The plan that Chancellor Crew announced in November for reforming special ed rightly targets the system's most intractable problem: the tens of thousands of students—75 percent of all those in special education—who are herded into separate classrooms under the fuzzy labels of "learning disabled" or "emotionally disturbed" at an annual cost of more than $21,000 each. Like State Education Commissioner Richard Mills, Crew wants to change current funding formulas so that schools can move such mildly disabled students into regular classrooms while providing them with extra support from therapists, counselors, and other specialists. The chancellor's plan has drawn suspiciously little opposition from the interest groups that have scuttled reform in the past, however, and for good reason: it's the very sort of change that they stand a good chance of co-opting.

Consider the powerful plaintiffs in the 18-year-old Jose P. case, the source of the consent decree that still governs special education in the city. They will undoubtedly insist that mildly disabled children who return to regular classrooms remain under court protection. A legal trifle? Not at all. This means that the expensive and time-consuming bean counting that the law mandates for special-ed students—annual Individualized Education Plans, triennial reviews of students' progress, and the like—will continue to apply.

The reform is also unlikely to make much of a dent in the bloated numbers of special-ed teachers, evaluators, and supervisors.

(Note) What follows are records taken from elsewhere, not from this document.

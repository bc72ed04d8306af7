//! Modbus PDU data structure
//!
//! Uses a fixed-size stack array to avoid heap allocation on the hot path.

use crate::error::{ModbusError, ModbusResult};

/// Maximum PDU size per the Modbus specification (253 bytes)
pub const MAX_PDU_SIZE: usize = 253;

/// PDU with stack-allocated fixed buffer
#[derive(Debug, Clone)]
pub struct ModbusPdu {
    /// Fixed-size buffer (stack)
    data: [u8; MAX_PDU_SIZE],
    /// Actual data length
    len: usize,
}

impl ModbusPdu {
    /// Create an empty PDU
    #[inline]
    pub fn new() -> Self {
        Self {
            data: [0; MAX_PDU_SIZE],
            len: 0,
        }
    }

    /// Create a PDU from a byte slice
    pub fn from_slice(data: &[u8]) -> ModbusResult<Self> {
        if data.len() > MAX_PDU_SIZE {
            return Err(ModbusError::Protocol(format!(
                "PDU too large: {} bytes (max {})",
                data.len(),
                MAX_PDU_SIZE
            )));
        }

        let mut pdu = Self::new();
        pdu.data[..data.len()].copy_from_slice(data);
        pdu.len = data.len();
        Ok(pdu)
    }

    /// Push a single byte
    #[inline]
    pub fn push(&mut self, byte: u8) -> ModbusResult<()> {
        if self.len >= MAX_PDU_SIZE {
            return Err(ModbusError::Protocol("PDU buffer full".to_string()));
        }
        self.data[self.len] = byte;
        self.len += 1;
        Ok(())
    }

    /// Push u16 in big-endian
    #[inline]
    pub fn push_u16(&mut self, value: u16) -> ModbusResult<()> {
        self.push((value >> 8) as u8)?;
        self.push((value & 0xFF) as u8)?;
        Ok(())
    }

    /// Get immutable data slice
    #[inline]
    pub fn as_slice(&self) -> &[u8] {
        &self.data[..self.len]
    }

    /// Get current length
    #[inline]
    pub fn len(&self) -> usize {
        self.len
    }

    /// Check if empty
    #[inline]
    pub fn is_empty(&self) -> bool {
        self.len == 0
    }

    /// Get function code (first byte)
    #[inline]
    pub fn function_code(&self) -> Option<u8> {
        if self.len > 0 {
            Some(self.data[0])
        } else {
            None
        }
    }

    /// Check if exception response
    #[inline]
    pub fn is_exception(&self) -> bool {
        self.function_code()
            .map(|fc| fc & 0x80 != 0)
            .unwrap_or(false)
    }

    /// Get exception code
    #[inline]
    pub fn exception_code(&self) -> Option<u8> {
        if self.is_exception() && self.len > 1 {
            Some(self.data[1])
        } else {
            None
        }
    }
}

impl Default for ModbusPdu {
    fn default() -> Self {
        Self::new()
    }
}

/// PDU builder - fluent API
pub struct PduBuilder {
    pdu: ModbusPdu,
}

impl Default for PduBuilder {
    fn default() -> Self {
        Self::new()
    }
}

impl PduBuilder {
    /// Create a new builder
    #[inline]
    pub fn new() -> Self {
        Self {
            pdu: ModbusPdu::new(),
        }
    }

    /// Set function code
    #[inline]
    pub fn function_code(mut self, fc: u8) -> ModbusResult<Self> {
        self.pdu.push(fc)?;
        Ok(self)
    }

    /// Push a data address
    #[inline]
    pub fn address(mut self, address: u16) -> ModbusResult<Self> {
        self.pdu.push_u16(address)?;
        Ok(self)
    }

    /// Push a quantity or register value
    #[inline]
    pub fn quantity(mut self, quantity: u16) -> ModbusResult<Self> {
        self.pdu.push_u16(quantity)?;
        Ok(self)
    }

    /// Push a raw byte
    #[inline]
    pub fn byte(mut self, byte: u8) -> ModbusResult<Self> {
        self.pdu.push(byte)?;
        Ok(self)
    }

    /// Finish the PDU
    #[inline]
    pub fn build(self) -> ModbusPdu {
        self.pdu
    }
}
//! BulkCommandProcessor: background execution, ordering, outcome log

mod common;

use std::sync::Arc;
use std::time::Duration;

use common::MockTransport;
use uuid::Uuid;
use ventsrv::batch::BulkCommandProcessor;
use ventsrv::bus::SharedBus;
use ventsrv::command::{Command, CommandDispatcher};
use ventsrv::store::{BatchRun, CommandLog};

fn command(action: &str, value: u16, address: u16) -> Command {
    Command {
        action: action.to_string(),
        value,
        address,
        slave_id: 1,
    }
}

fn processor() -> (BulkCommandProcessor, Arc<CommandLog>, Arc<common::MockState>) {
    let (mock, state) = MockTransport::new();
    let bus = Arc::new(SharedBus::connected(Box::new(mock)));
    let log = Arc::new(CommandLog::new());
    let (processor, _worker) =
        BulkCommandProcessor::spawn(CommandDispatcher::new(bus), Arc::clone(&log));
    (processor, log, state)
}

async fn wait_finished(log: &CommandLog, run_id: Uuid) -> BatchRun {
    for _ in 0..200 {
        if let Some(run) = log.get(run_id) {
            if run.finished {
                return run;
            }
        }
        tokio::time::sleep(Duration::from_millis(10)).await;
    }
    panic!("batch {} did not finish in time", run_id);
}

#[tokio::test]
async fn test_batch_executes_in_submission_order() {
    let (processor, log, state) = processor();

    let accepted = processor
        .submit(vec![
            command("fan_speed", 1, 36),
            command("temp", 220, 1),
            command("fan_speed", 2, 192),
        ])
        .await
        .unwrap();
    assert_eq!(accepted.accepted, 3);

    let run = wait_finished(&log, accepted.run_id).await;

    assert_eq!(run.total, 3);
    assert_eq!(run.outcomes.len(), 3);
    let addresses: Vec<u16> = run.outcomes.iter().map(|o| o.command.address).collect();
    assert_eq!(addresses, vec![36, 1, 192]);
    // The bus saw the writes in the same order
    let written: Vec<u16> = state.register_writes().iter().map(|w| w.1).collect();
    assert_eq!(written, vec![36, 1, 192]);
}

#[tokio::test]
async fn test_one_failure_does_not_stop_the_batch() {
    let (processor, log, state) = processor();
    state.fail_address(1);

    let accepted = processor
        .submit(vec![
            command("fan_speed", 1, 36),
            command("temp", 220, 1),
            command("fan_speed", 2, 192),
        ])
        .await
        .unwrap();

    let run = wait_finished(&log, accepted.run_id).await;

    assert_eq!(run.outcomes.len(), 3);
    assert!(run.outcomes[0].succeeded);
    assert!(!run.outcomes[1].succeeded);
    assert!(run.outcomes[2].succeeded);
}

#[tokio::test]
async fn test_outcome_log_is_queryable_by_run_id() {
    let (processor, log, _state) = processor();

    assert!(log.get(Uuid::new_v4()).is_none());

    let accepted = processor.submit(vec![command("coil", 1, 5)]).await.unwrap();
    let run = wait_finished(&log, accepted.run_id).await;

    assert_eq!(run.run_id, accepted.run_id);
    assert_eq!(run.total, 1);
    assert!(run.finished);
}

#[tokio::test]
async fn test_independent_batches_do_not_interleave() {
    let (processor, log, state) = processor();

    let first = processor
        .submit(vec![command("fan_speed", 1, 10), command("fan_speed", 1, 11)])
        .await
        .unwrap();
    let second = processor
        .submit(vec![command("fan_speed", 1, 20), command("fan_speed", 1, 21)])
        .await
        .unwrap();

    wait_finished(&log, first.run_id).await;
    wait_finished(&log, second.run_id).await;

    let written: Vec<u16> = state.register_writes().iter().map(|w| w.1).collect();
    assert_eq!(written, vec![10, 11, 20, 21]);
}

True, there would be fewer special-ed classrooms, but the chancellor's plan would simply retrain and redeploy many of these displaced Board of Education employees, sending them into regular classrooms as special aides of one sort or another. This no doubt explains why the education unions have yet to squawk about the possible dismissal of so many dues-paying members.

Worse still, this redeployment of staff into regular classrooms will allow the education establishment to try yet another faddish pedagogical experiment on its pupils. Among educationists these days, including Chancellor Crew, "service delivery" is all the rage: students stay in regular classrooms but receive there the extra therapeutic or remedial "services" that they supposedly need. This may make sense for children with, say, speech impairments or reading problems, but in New York, as teachers and researchers have long recognized, "mildly disabled" is very often just a euphemism for the neglected, poorly socialized, and unruly. For these students, often from disadvantaged and chaotic homes, a classroom constantly disrupted by visiting specialists seems exactly the wrong prescription. Nor does it bode well for the non-disabled students in the class.

Chancellor Crew deserves credit for drawing attention to special ed, and several of his less far-reaching proposals—for instance, making more information available on attendance, academic performance, and graduation rates within special ed—will make a difference. But a few years from now special education in New York is likely to remain much what it is today: an obscenely expensive and bureaucratic system that fails to educate the vast majority of the students entrusted to it.